Scientific classification
- Kingdom: Animalia
- Phylum: Chordata
- Class: Actinopterygii
- Division: Teleostei
- Order: Carangiformes
- Suborder: Carangoidei
- Family: Carangidae
- Genus: Trachurus
- Species: T. murphyi
- Binomial name: Trachurus murphyi Nichols, 1920
- Synonyms: Caranx peruanus Tschudi, 1846; Trachurus peruanus (Tschudi, 1846);

= Chilean jack mackerel =

- Authority: Nichols, 1920
- Conservation status: DD
- Synonyms: Caranx peruanus Tschudi, 1846, Trachurus peruanus (Tschudi, 1846)

Species of fish

The Chilean jack mackerel (Trachurus murphyi), sometimes called the jurel, Inca scad or Peruvian jack mackerel, is a species of jack mackerel in the genus Trachurus of the family Carangidae. Since the 1970s, it has become one of the world's more important commercial fish species. High volumes have been harvested, but the fishery may now be in danger of collapsing.

==Description==
Chilean jack mackerels are commonly 45 cm long, though they can grow to 70 cm. They have elongated and laterally compressed bodies. The head is large with well-developed transparent protective membranes (the adipose eyelid) covering the eyes. The mouth is also large, with the rear edge of the lower jaw aligning with the front edge of the eyes. It possesses small teeth. Each opercle of the gill covers has a distinct notch on its rear edge. The second dorsal fin is much longer than the first. The pectoral fins are long and pointed. The origin of the pelvic fins is below the bottom point of attachment of the pectorals. The anal fin is also long, but shorter than the second dorsal fin. At its front are two strong spines. The upper parts of the body are metallic blue in color, while the bottom surfaces are a silvery white.

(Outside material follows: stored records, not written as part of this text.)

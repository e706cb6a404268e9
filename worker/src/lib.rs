//! The worker half of the engine: the Task Registry, the fetch/dispatch/finish
//! loop, the janitor, and the `App` composition root that wires them together
//! with the health/metrics HTTP surface. The CLI front-end (`queue-cli`) is the
//! only thing that constructs an [`app::App`] and drives it to completion.

pub mod app;
pub mod config;
pub mod error;
pub mod janitor;
pub mod registry;
pub mod worker;

pub use app::App;
pub use config::Config;
pub use error::MainError;
pub use registry::{TaskContext, TaskFn, TaskFuture, TaskRegistry};
pub use worker::Worker;
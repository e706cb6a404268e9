//! Demo task registrations driving the CLI's own integration tests and the
//! README quickstart. Never referenced by `queue-common`/`queue-worker`
//! themselves — a real deployment registers its own tasks the same way.

use queue_worker::{TaskContext, TaskFuture, TaskRegistry};

use queue_common::error::TaskOutcome;

fn arg_i64(ctx: &TaskContext, key: &str) -> Option<i64> {
    ctx.args.get(key).and_then(|v| v.as_i64())
}

fn sum_task(ctx: TaskContext) -> TaskFuture {
    Box::pin(async move {
        let a = arg_i64(&ctx, "a").unwrap_or(0);
        let b = arg_i64(&ctx, "b").unwrap_or(0);
        println!("{}", a + b);
        Ok(())
    })
}

fn increment_task(ctx: TaskContext) -> TaskFuture {
    Box::pin(async move {
        let a = arg_i64(&ctx, "a").unwrap_or(0);
        println!("{}", a + 1);
        Ok(())
    })
}

fn product_task(ctx: TaskContext) -> TaskFuture {
    Box::pin(async move {
        let a = arg_i64(&ctx, "a").unwrap_or(0);
        let b = arg_i64(&ctx, "b").unwrap_or(0);
        println!("{}", a * b);
        Ok(())
    })
}

/// Sleeps, writes `write_before`, sleeps again, writes `write_after`. Used by
/// the lock-serialization scenario: many instances share a lock, so the
/// before/after pairs across all of them must never interleave.
fn sleep_and_write(ctx: TaskContext) -> TaskFuture {
    Box::pin(async move {
        let sleep_secs = ctx
            .args
            .get("sleep")
            .and_then(|v| v.as_f64())
            .unwrap_or(0.0);
        let before = ctx
            .args
            .get("write_before")
            .and_then(|v| v.as_str())
            .unwrap_or_default()
            .to_owned();
        let after = ctx
            .args
            .get("write_after")
            .and_then(|v| v.as_str())
            .unwrap_or_default()
            .to_owned();

        println!("{before}");
        tokio::time::sleep(std::time::Duration::from_secs_f64(sleep_secs)).await;
        println!("{after}");
        Ok(())
    })
}

/// Always raises and asks for a retry; the worker's own `RetryPolicy` and
/// `QUEUE_RETRY_MAX_ATTEMPTS` ceiling decide backoff and when to stop
/// retrying and fail the job terminally instead, so the task itself never
/// counts its own attempts.
fn multiple_exception_failures(ctx: TaskContext) -> TaskFuture {
    Box::pin(async move {
        tracing::error!(
            job_id = ctx.job_id,
            attempt = ctx.attempts,
            "multiple_exception_failures raised an exception"
        );
        Err(TaskOutcome::JobRetry {
            preferred_retry_interval: None,
        })
    })
}

pub fn register_demo_tasks(registry: &mut TaskRegistry) {
    registry.register("sum_task", "default", std::sync::Arc::new(sum_task));
    registry.register(
        "increment_task",
        "default",
        std::sync::Arc::new(increment_task),
    );
    registry.register(
        "product_task",
        "product_queue",
        std::sync::Arc::new(product_task),
    );
    registry.register(
        "sleep_and_write",
        "default",
        std::sync::Arc::new(sleep_and_write),
    );
    registry.register(
        "multiple_exception_failures",
        "default",
        std::sync::Arc::new(multiple_exception_failures),
    );
}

==Distribution and habitat==
The Chilean jack mackerel is an epipelagic fish that swims in schools around coasts and in the open ocean. Normally it swims at depths between 10 and 70 m, but it can swim as deep as 300 m. They are found in the south Pacific off the coasts of Chile and Peru, around New Zealand and south Australia, and in a band across the open ocean in between. In 1993, Elizarov et al. referred to this band on the high seas as the "jack mackerel belt". The jack mackerel belt ranges from 35 to 45° S, which means it has a north–south breadth of 10° (about 1100 km). "Spawning groups concentrate mainly in the north of 40° S in spring and summer and south of 40° S in autumn and winter to feed". Chilean jack mackerel normally spawn in summer. Their eggs are pelagic, that is, they float free in the open sea.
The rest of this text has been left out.